Scott Stuber explica por qué los productores se inclinaron por Hugo Weaving: “Es un actor muy intenso, totalmente creíble. Al fin y al cabo, eso es muy importante en una película de terror, porque el público debe creer que el mito es real. Cuanto más cerca esté de la realidad, más aterradora es la historia”.
Después de leer el guión, el actor, que ha trabajado en películas fascinantes como Las aventuras de Priscilla, reina del desierto y la trilogía Matrix, tenía muchas ganas de hacer el papel: “No dudé ni un momento en aceptar el papel. Fue una decisión instintiva, pero me gustó mucho el guión y el personaje de Aberline me pareció fascinante”.
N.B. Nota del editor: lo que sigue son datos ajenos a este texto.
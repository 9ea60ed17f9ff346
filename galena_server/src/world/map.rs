// Copyright 2023 drey7925
//
// Licensed under the Apache License, Version 2.0 (the "License");
// you may not use this file except in compliance with the License.
// You may obtain a copy of the License at
//
//     http://www.apache.org/licenses/LICENSE-2.0
//
// Unless required by applicable law or agreed to in writing, software
// distributed under the License is distributed on an "AS IS" BASIS,
// WITHOUT WARRANTIES OR CONDITIONS OF ANY KIND, either express or implied.
// See the License for the specific language governing permissions and
// limitations under the License.
//
// SPDX-License-Identifier: Apache-2.0

use std::num::NonZeroU64;
use std::sync::atomic::{AtomicU64, Ordering};
use std::sync::Arc;

use arc_swap::ArcSwap;
use galena_core::block_id::BlockId;
use galena_core::coordinates::{BlockCoordinate, MapDimensions, SpawnPoint};
use galena_core::geometry::BoundingBox;
use log::warn;
use parking_lot::{Mutex, RwLock};
use rustc_hash::FxHashMap;
use tokio::sync::mpsc;

use super::ranks::PlayerProfile;
use super::zone::Zone;

/// One queued mutation: who asked for it, where, and the new block type.
/// `origin == None` means the server itself (draw commands, physics, admin
/// edits); observers use the origin to skip echoing a change back to the
/// session that made it.
#[derive(Clone, Copy, Debug)]
pub struct BlockUpdate {
    pub origin: Option<NonZeroU64>,
    pub coord: BlockCoordinate,
    pub new_block: BlockId,
}

/// Verdict of [Map::test_zones]: every zone covering the coordinate, split
/// by whether it permits the player. Admin commands display both halves.
#[derive(Debug, Default)]
pub struct ZoneTest {
    pub allowed: Vec<Arc<Zone>>,
    pub denied: Vec<Arc<Zone>>,
}
impl ZoneTest {
    /// The overall verdict: every covering zone must permit the player.
    pub fn permitted(&self) -> bool {
        self.denied.is_empty()
    }
}

/// The authoritative voxel grid of one world, plus its zone overlay,
/// metadata, and the pending block-update queue.
///
/// This struct provides safe interior mutability - a shared reference is
/// sufficient to read and write it. The block array is mutated only from the
/// single tick context that calls [Map::drain_updates]; everything else
/// enqueues through [Map::queue_update] or reads, so direct block reads are
/// at most one tick stale.
#[derive(Debug)]
pub struct Map {
    dimensions: MapDimensions,
    blocks: RwLock<Box<[u8]>>,
    spawn: Mutex<SpawnPoint>,
    // Keyed by lowercased zone name. The flat snapshot is what the hot query
    // path reads; it is rebuilt and swapped under the `zones` lock so readers
    // never observe a half-updated list.
    zones: Mutex<FxHashMap<String, Arc<Zone>>>,
    zone_snapshot: ArcSwap<Vec<Arc<Zone>>>,
    metadata: Mutex<FxHashMap<String, String>>,
    update_sender: mpsc::UnboundedSender<BlockUpdate>,
    // Single consumer: the tick that drains. The mutex makes that contract
    // explicit rather than trusting callers.
    update_receiver: Mutex<mpsc::UnboundedReceiver<BlockUpdate>>,
    changes_since_save: AtomicU64,
    changes_since_backup: AtomicU64,
}

impl Map {
    /// An all-air map with the spawn at the grid center.
    pub fn empty(dimensions: MapDimensions) -> Map {
        Self::from_parts(
            dimensions,
            vec![0; dimensions.volume()].into_boxed_slice(),
            SpawnPoint::at(dimensions.center()),
            Vec::new(),
            FxHashMap::default(),
        )
    }

    /// Assembles a map from already-validated pieces (the loader's entry
    /// point). An out-of-grid spawn self-heals to the center with a warning;
    /// block array length is the caller's responsibility.
    pub(crate) fn from_parts(
        dimensions: MapDimensions,
        blocks: Box<[u8]>,
        spawn: SpawnPoint,
        zones: Vec<Zone>,
        metadata: FxHashMap<String, String>,
    ) -> Map {
        debug_assert_eq!(blocks.len(), dimensions.volume());
        let spawn = if dimensions.contains(spawn.position) {
            spawn
        } else {
            warn!(
                "Spawn {:?} is outside the {}x{}x{} grid; resetting to center",
                spawn.position,
                dimensions.width_x(),
                dimensions.width_y(),
                dimensions.height()
            );
            SpawnPoint::at(dimensions.center())
        };
        let (update_sender, update_receiver) = mpsc::unbounded_channel();
        let map = Map {
            dimensions,
            blocks: RwLock::new(blocks),
            spawn: Mutex::new(spawn),
            zones: Mutex::new(FxHashMap::default()),
            zone_snapshot: ArcSwap::from_pointee(Vec::new()),
            metadata: Mutex::new(metadata),
            update_sender,
            update_receiver: Mutex::new(update_receiver),
            changes_since_save: AtomicU64::new(0),
            changes_since_backup: AtomicU64::new(0),
        };
        {
            let mut registry = map.zones.lock();
            for zone in zones {
                let key = zone.name().to_lowercase();
                if registry.insert(key, Arc::new(zone)).is_some() {
                    warn!("Duplicate zone name while assembling map; keeping the later one");
                }
            }
            map.rebuild_zone_snapshot(&registry);
        }
        map
    }

    pub fn dimensions(&self) -> MapDimensions {
        self.dimensions
    }

    pub fn spawn(&self) -> SpawnPoint {
        *self.spawn.lock()
    }

    /// Moves the spawn. Returns false (and changes nothing) if the position
    /// is outside the grid.
    pub fn set_spawn(&self, spawn: SpawnPoint) -> bool {
        if !self.dimensions.contains(spawn.position) {
            return false;
        }
        *self.spawn.lock() = spawn;
        self.bump_dirty(1);
        true
    }

    /// Reads one block. Out-of-grid coordinates read as air; callers that
    /// care should bounds-check with [MapDimensions::contains] first.
    pub fn get_block(&self, coord: BlockCoordinate) -> BlockId {
        match self.dimensions.index(coord) {
            Some(index) => BlockId(self.blocks.read()[index]),
            None => BlockId::AIR,
        }
    }

    /// Bulk-fills a region, clamped to the grid. Used to make a fresh world
    /// usable (flat ground) without a terrain generator, and by draw
    /// commands. Returns the number of cells written.
    pub fn fill(&self, region: &BoundingBox, block: BlockId) -> u64 {
        let grid = BoundingBox::from_origin_size(
            BlockCoordinate::new(0, 0, 0),
            self.dimensions.width_x() as i32,
            self.dimensions.width_y() as i32,
            self.dimensions.height() as i32,
        );
        if !grid.intersects(region) {
            return 0;
        }
        let clipped = grid.intersection(region);
        let min = clipped.min_vertex();
        let max = clipped.max_vertex();
        let mut blocks = self.blocks.write();
        let mut written = 0u64;
        for z in min.z..=max.z {
            for y in min.y..=max.y {
                // Rows are contiguous in x; fill them as slices.
                let row_start = self
                    .dimensions
                    .index(BlockCoordinate::new(min.x, y, z))
                    .expect("clipped region is in-grid");
                let row_end = row_start + (max.x - min.x) as usize + 1;
                blocks[row_start..row_end].fill(block.0);
                written += (max.x - min.x) as u64 + 1;
            }
        }
        self.bump_dirty(written);
        written
    }

    /// Enqueues a block mutation. Callable from any thread, never blocks,
    /// never fails; the update is applied (FIFO) by a later drain tick.
    /// Permission checks belong before this call, not after.
    pub fn queue_update(&self, update: BlockUpdate) {
        // The receiver lives in this struct, so the channel can't be closed.
        let _ = self.update_sender.send(update);
    }

    /// Number of updates waiting for a drain tick.
    pub fn pending_updates(&self) -> usize {
        self.update_receiver.lock().len()
    }

    /// Dequeues up to `budget` updates and applies them to the block array
    /// in enqueue order. Returns the applied updates for broadcast.
    ///
    /// Must only be called from the single tick context; concurrent drains
    /// would serialize on the receiver lock but interleave their batches.
    /// Out-of-grid updates are dropped silently per the write contract.
    pub(crate) fn drain_updates(&self, budget: usize) -> Vec<BlockUpdate> {
        let mut receiver = self.update_receiver.lock();
        let mut applied = Vec::new();
        if budget == 0 {
            return applied;
        }
        let mut blocks = self.blocks.write();
        while applied.len() < budget {
            let update = match receiver.try_recv() {
                Ok(update) => update,
                Err(_) => break,
            };
            if let Some(index) = self.dimensions.index(update.coord) {
                blocks[index] = update.new_block.0;
                applied.push(update);
            }
        }
        drop(blocks);
        self.bump_dirty(applied.len() as u64);
        applied
    }

    /// Adds a zone. Returns false without changes if a zone with that name
    /// (case-insensitive) already exists.
    pub fn add_zone(&self, zone: Zone) -> bool {
        let mut registry = self.zones.lock();
        let key = zone.name().to_lowercase();
        if registry.contains_key(&key) {
            return false;
        }
        registry.insert(key, Arc::new(zone));
        self.rebuild_zone_snapshot(&registry);
        self.bump_dirty(1);
        true
    }

    /// Removes a zone by name. Returns false if no such zone exists.
    pub fn remove_zone(&self, name: &str) -> bool {
        let mut registry = self.zones.lock();
        if registry.remove(&name.to_lowercase()).is_none() {
            return false;
        }
        self.rebuild_zone_snapshot(&registry);
        self.bump_dirty(1);
        true
    }

    /// Edits a zone in place (rank changes, include/exclude updates).
    /// The mutation happens on a copy that is swapped in atomically, so
    /// concurrent zone queries see either the old or the new zone, never a
    /// partial edit. Returns false if no such zone exists.
    pub fn update_zone(&self, name: &str, mutator: impl FnOnce(&mut Zone)) -> bool {
        let mut registry = self.zones.lock();
        let Some(slot) = registry.get_mut(&name.to_lowercase()) else {
            return false;
        };
        let mut updated = (**slot).clone();
        mutator(&mut updated);
        *slot = Arc::new(updated);
        self.rebuild_zone_snapshot(&registry);
        self.bump_dirty(1);
        true
    }

    pub fn zone(&self, name: &str) -> Option<Arc<Zone>> {
        self.zones.lock().get(&name.to_lowercase()).cloned()
    }

    /// The current zone list, name-sorted. Lock-free; the returned snapshot
    /// stays coherent even if zones change concurrently.
    pub fn zones(&self) -> Arc<Vec<Arc<Zone>>> {
        self.zone_snapshot.load_full()
    }

    fn rebuild_zone_snapshot(&self, registry: &FxHashMap<String, Arc<Zone>>) {
        let mut list: Vec<_> = registry.values().cloned().collect();
        list.sort_by(|a, b| a.name().cmp(b.name()));
        self.zone_snapshot.store(Arc::new(list));
    }

    /// True if the player may build at the coordinate: every zone covering
    /// it must permit them. All covering zones are evaluated because a deny
    /// from one zone is not overridden by an allow from another - only an
    /// explicit include in the denying zone itself lifts its deny.
    pub fn check_zones(&self, coord: BlockCoordinate, player: &PlayerProfile) -> bool {
        self.zone_snapshot
            .load()
            .iter()
            .filter(|z| z.contains(coord))
            .all(|z| z.can_build(player))
    }

    /// The first zone (in name order) that covers the coordinate and denies
    /// the player, for the "you may not build in zone X" message.
    pub fn find_denied_zone(
        &self,
        coord: BlockCoordinate,
        player: &PlayerProfile,
    ) -> Option<Arc<Zone>> {
        self.zone_snapshot
            .load()
            .iter()
            .find(|z| z.contains(coord) && !z.can_build(player))
            .cloned()
    }

    /// Full verdict for one coordinate: all covering zones, split by whether
    /// they permit the player.
    pub fn test_zones(&self, coord: BlockCoordinate, player: &PlayerProfile) -> ZoneTest {
        let mut result = ZoneTest::default();
        for zone in self.zone_snapshot.load().iter() {
            if !zone.contains(coord) {
                continue;
            }
            if zone.can_build(player) {
                result.allowed.push(zone.clone());
            } else {
                result.denied.push(zone.clone());
            }
        }
        result
    }

    pub fn metadata(&self, key: &str) -> Option<String> {
        self.metadata.lock().get(key).cloned()
    }

    /// Sets a metadata entry, returning the previous value if any.
    pub fn set_metadata(&self, key: impl Into<String>, value: impl Into<String>) -> Option<String> {
        let prev = self.metadata.lock().insert(key.into(), value.into());
        self.bump_dirty(1);
        prev
    }

    pub fn remove_metadata(&self, key: &str) -> Option<String> {
        let prev = self.metadata.lock().remove(key);
        if prev.is_some() {
            self.bump_dirty(1);
        }
        prev
    }

    pub(crate) fn metadata_entries(&self) -> Vec<(String, String)> {
        let mut entries: Vec<_> = self
            .metadata
            .lock()
            .iter()
            .map(|(k, v)| (k.clone(), v.clone()))
            .collect();
        entries.sort();
        entries
    }

    /// Copy of the raw block bytes, for serialization and exports. At most
    /// one tick stale if updates are still draining.
    pub fn blocks_snapshot(&self) -> Vec<u8> {
        self.blocks.read().to_vec()
    }

    pub fn changes_since_save(&self) -> u64 {
        self.changes_since_save.load(Ordering::Relaxed)
    }
    pub fn changes_since_backup(&self) -> u64 {
        self.changes_since_backup.load(Ordering::Relaxed)
    }
    pub(crate) fn mark_saved(&self) {
        self.changes_since_save.store(0, Ordering::Relaxed);
    }
    pub(crate) fn mark_backed_up(&self) {
        self.changes_since_backup.store(0, Ordering::Relaxed);
    }

    fn bump_dirty(&self, count: u64) {
        if count == 0 {
            return;
        }
        self.changes_since_save.fetch_add(count, Ordering::Relaxed);
        self.changes_since_backup.fetch_add(count, Ordering::Relaxed);
    }
}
“Aberline existió de verdad, pero los guionistas y Joe le han cambiado un poco”, sigue diciendo. “Es un hombre inteligente que lo ha pasado muy mal durante la investigación de los asesinatos del Destripador. Es listo, astuto e incluso puede ser encantador, pero es un escéptico y no tiene la menor duda de que el responsable de los crímenes de Blackmoor es un ser humano”.
La policía empieza a sospechar de Lawrence, y Aberline se desplaza al pueblecito para investigar. Pero no tarda en darse cuenta de que los habitantes no le aceptan: “Llega a un pueblo donde todos hablan de hombres lobo y de demonios, donde todos cierran sus puertas y ventanas cuando hay luna llena. Pero viene de Londres y no puede con estas sandeces”.
Hasta que ve la transformación de Lawrence con sus propios ojos.
Los otros actores que pueblan el mundo de El Hombre Lobo son Geraldine Chaplin (Nashville) como Maleva, la gitana que predice la maldición; ART MALIK (The Path to 9/11) como Singh, el fiel criado de sir John; Anthony Sher (Shakespeare enamorado) como el malvado Dr. Hoenneger, encargado del manicomio, y David Schofield (Valkiria) como el cariacontecido condestable Nye.